__DESCRIPTION OF THE TASK__
Which lines of the data contain the string "source"? Copy every one of them.

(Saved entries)

==============================

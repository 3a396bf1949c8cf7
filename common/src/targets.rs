//! # Scan Target Handling
//!
//! Everything that turns user supplied target strings into the artifacts the
//! pipeline consumes:
//!
//! * [`input`] reads the `--targets` argument (file path, URL or bare host).
//! * [`normalize`] canonicalizes target lists and merges them.
//! * [`apex`] partitions targets by apex domain and names group directories.

use std::io;
use std::path::PathBuf;

use thiserror::Error;

pub mod apex;
pub mod input;
pub mod normalize;

pub use apex::{apex_domain, extract_host, group_by_apex, sanitize_dir_name};
pub use input::{looks_like_file_path, read_targets};
pub use normalize::{merge, merge_with_file, normalize_bytes, normalize_file, normalize_lines};

#[derive(Debug, Error)]
pub enum TargetError {
    /// Normalization removed every line.
    #[error("produced targets file is empty")]
    EmptyResult,

    #[error("empty target")]
    EmptyInput,

    #[error("targets file not found: {}", .0.display())]
    NotFound(PathBuf),

    #[error("targets path is a directory: {}", .0.display())]
    IsDirectory(PathBuf),

    #[error("reading {}: {source}", path.display())]
    Io {
        path: PathBuf,
        #[source]
        source: io::Error,
    },
}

==============================

__EXERCISE ANSWER__
    #[error("reading {}: {source}", path.display())]
        #[source]
        source: io::Error,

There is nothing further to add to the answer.